Identification of stromal proteins specifically involved in cancer is of considerable interest , since the "reactive stroma" of desmoplastic reactions is thought to create a permissive and supportive environment contributing to cancer progression . Moreover, stromal proteins that are selectively expressed in cancer tissues are prime candidates for tumour targeting strategies because (i) they are expected to be more accessible than intracellular proteins, (ii) they are often present in high quantities and iii) tumour ECM components are generally more stable than tumour-associated cell surface antigens . Considering that ~30% of patients experience relapse and die of complications due to progressive disease and/or treatment, the identification of proteins from HL stroma could not only provide the basis for a better understanding of the disease, but also lead to the discovery of new diagnostic and therapeutic markers allowing earlier detection and treatment of relapsed and refractory lymphoma by e.g. chemoprevention  or antibody based anti-cancer treatments .
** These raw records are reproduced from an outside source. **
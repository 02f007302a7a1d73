//! Command-line and environment configuration for sleeperboard
//!
//! Every setting can be given as a flag or through the environment; the
//! parsed arguments are checked and turned into a [`ServerConfig`].

use clap::Parser;
use std::net::{IpAddr, SocketAddr};
use std::num::NonZeroUsize;
use std::path::PathBuf;
use std::time::Duration;
use thiserror::Error;

use crate::cache::SnapshotStore;
use crate::data::client::UpstreamConfig;

/// Error types for configuration checks
#[derive(Debug, Error, PartialEq, Eq)]
pub enum ConfigError {
    /// A setting that must be positive was zero
    #[error("{0} must be greater than zero")]
    Zero(&'static str),

    /// The base URL is not an http(s) URL
    #[error("Invalid base URL: '{0}'. Expected an http:// or https:// URL")]
    InvalidBaseUrl(String),

    /// No snapshot path was given and no cache directory could be found
    #[error("No cache directory available; pass --snapshot-path")]
    NoSnapshotLocation,
}

/// sleeperboard - Sleeper fantasy football scoreboard service
#[derive(Parser, Debug)]
#[command(name = "sleeperboard")]
#[command(about = "Read-only scoreboard facade over the Sleeper API")]
#[command(version)]
pub struct Cli {
    /// Address to listen on
    #[arg(long, env = "SLEEPERBOARD_HOST", default_value = "127.0.0.1")]
    pub host: IpAddr,

    /// Port to listen on
    #[arg(long, env = "PORT", default_value_t = 3000)]
    pub port: u16,

    /// Seconds a cached upstream response stays fresh
    #[arg(long, env = "SLEEPERBOARD_CACHE_TTL_SECS", default_value_t = 30)]
    pub cache_ttl_secs: u64,

    /// Maximum number of cached upstream responses
    #[arg(long, env = "SLEEPERBOARD_CACHE_CAPACITY", default_value_t = 1000)]
    pub cache_capacity: usize,

    /// Seconds before an upstream call is abandoned
    #[arg(long, env = "SLEEPERBOARD_REQUEST_TIMEOUT_SECS", default_value_t = 10)]
    pub request_timeout_secs: u64,

    /// Seconds before the bulk player download is abandoned
    #[arg(long, env = "SLEEPERBOARD_SNAPSHOT_TIMEOUT_SECS", default_value_t = 120)]
    pub snapshot_timeout_secs: u64,

    /// Maximum upstream calls in flight at once
    #[arg(long, env = "SLEEPERBOARD_MAX_IN_FLIGHT", default_value_t = 32)]
    pub max_in_flight: usize,

    /// Sleeper API base URL
    #[arg(long, env = "SLEEPERBOARD_BASE_URL", default_value = crate::data::DEFAULT_BASE_URL)]
    pub base_url: String,

    /// Where the bulk player snapshot is persisted
    ///
    /// Defaults to players_nfl.json in the user cache directory.
    #[arg(long, env = "SLEEPERBOARD_SNAPSHOT_PATH", value_name = "FILE")]
    pub snapshot_path: Option<PathBuf>,
}

/// Checked configuration for a server run
#[derive(Debug, Clone)]
pub struct ServerConfig {
    pub listen: SocketAddr,
    pub cache_capacity: NonZeroUsize,
    pub cache_ttl: Duration,
    pub upstream: UpstreamConfig,
    pub snapshot: SnapshotStore,
}

impl ServerConfig {
    /// Creates a ServerConfig from parsed CLI arguments.
    ///
    /// # Returns
    /// * `Ok(ServerConfig)` with every setting checked
    /// * `Err(ConfigError)` if a setting is out of range
    pub fn from_cli(cli: &Cli) -> Result<Self, ConfigError> {
        let cache_capacity =
            NonZeroUsize::new(cli.cache_capacity).ok_or(ConfigError::Zero("cache capacity"))?;
        if cli.request_timeout_secs == 0 {
            return Err(ConfigError::Zero("request timeout"));
        }
        if cli.snapshot_timeout_secs == 0 {
            return Err(ConfigError::Zero("snapshot timeout"));
        }
        if cli.max_in_flight == 0 {
            return Err(ConfigError::Zero("max in-flight requests"));
        }

        let base_url = cli.base_url.trim();
        if !(base_url.starts_with("http://") || base_url.starts_with("https://")) {
            return Err(ConfigError::InvalidBaseUrl(cli.base_url.clone()));
        }

        let snapshot = match &cli.snapshot_path {
            Some(path) => SnapshotStore::with_path(path.clone()),
            None => SnapshotStore::new().ok_or(ConfigError::NoSnapshotLocation)?,
        };

        Ok(ServerConfig {
            listen: SocketAddr::new(cli.host, cli.port),
            cache_capacity,
            cache_ttl: Duration::from_secs(cli.cache_ttl_secs),
            upstream: UpstreamConfig {
                base_url: base_url.to_string(),
                request_timeout: Duration::from_secs(cli.request_timeout_secs),
                snapshot_timeout: Duration::from_secs(cli.snapshot_timeout_secs),
                max_in_flight: cli.max_in_flight,
            },
            snapshot,
        })
    }
}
The clinical value of antibody-based targeted therapies (targeting specifically the stroma) in HL patient has been elegantly demonstrated in a recent study using a monoclonal antibody directed against the EDB alternative spliced variant of fibronectin, known as L19 antibody . In light of these promising results, it is clear that the discovery of novel accessible biomarkers in HL is a necessary step to develop a large panel of targeting-based therapies. Using a recently described chemical proteomic method , we have identified potentially accessible proteins that are of special interest for imaging technologies and targeted therapies in the Hodgkin's disease. Our method led to the identification of a total of 1431 proteins in HL and RLH. We used mass spectrometry as a screening tool, and only one two dimensional liquid chromatography run was performed per sample. Analytical completeness was certainly not reasonably achievable with one single 2D-LC run , but was not absolutely necessary to unravel new potential biomarkers (the assumption was made that a single run was likely to be sufficient to detect the most abundant proteins, and the quantitative aspect, despite analytical completeness issues, was still helpful for biomarker selection). IHC was the mandatory step to validate these potential biomarkers. Data obtained from mass spectrometry and IHC experiments on identical samples are most of the time consistent, but some discrepancies do exist (see Additional File 3). These differences can be explained by i) analytical completeness of the mass spectrometry data as stated above, ii) heterogeneity in the sample (one half for mass spectrometry processing, one half for IHC experiments) and iii) the specificity and sensitivity of antibodies used in IHC experiments. Our mass spectrometry methodology and IHC are therefore rather complementary techniques, and it can be foreseen that IHC results would more likely compare to mass spectrometry experiment such as MRM (Multiple Reaction Monitoring) that could look specifically for versican, fibulin-1 and periostin in each sample.
The complete list of identified proteins included extracellular and plasma membrane proteins, but also include a non-negligible fraction of intracellular proteins. The reasons for this observation have already been discussed elsewhere [15, 28]. Focusing on ECM proteins, we identified several proteins already known to be associated with human HL. These proteins were consequently not further validated by immunohistochemistry. For instance, hemopexin protein was found elevated in the serum of patients with HL ; eosinophil peroxidase has already been used for radio-immunodetection of Hodgkin's disease ; coagulation factor XIII was found to be expressed by macrophages and involved in the stabilization of fibrin deposits in the tumour stroma of HL samples ; and nucleoside diphosphate kinase A expression was found to be a prognostic factor for classical HL .
We also identified proteins without direct relationship with HL demonstrated in the literature. Among these proteins, we showed that the extracellular proteins versican, fibulin-1 and periostin were actually overexpressed in the extracellular matrix after immunohistochemical analyses.
The staining pattern of expression was somewhat similar for the 3 proteins in most HL samples tested. This result is interesting, since the three proteins are expressed by different cells: versican is known to be expressed by fibroblasts and only rarely by cancer cells, fibulin-1 was shown to be expressed mainly by cancer cells and only by some fibroblasts , and periostin is expressed by both fibroblasts and cancer cells. Moreover the staining was mainly specific to fibrosis. While only scarce information is available about versican in fibrosis, except in the lung  (where it may influence early repair processes), fibulin-1 deposits were already reported in rat liver fibrosis . Periostin, by altering the deposition and attachment of collagen, is a critical regulator of fibrosis .
Among these three potential biomarkers, two of them, namely versican and fibulin-1, were almost absent in RLH. Although periostin displayed a very strong expression in HL, this protein was indeed found expressed at lower levels in RLH. It would be of interest to assess the serum concentrations of each of these ECM proteins in patients with HL in order to determine how valuable seric dosage of these proteins may be for diagnostic purposes.
S100A8 was expressed in the ECM of both RLH and HL. The protein was found to be expressed in cells of the immune system (e.g. monocytes, eosinophils, neutrophils). Since these cells are typically recruited in HL lesions, the increased expression of this protein in this diseased state was expected. Results of mass spectrometry were anyway confirmed for the four proteins tested in IHC.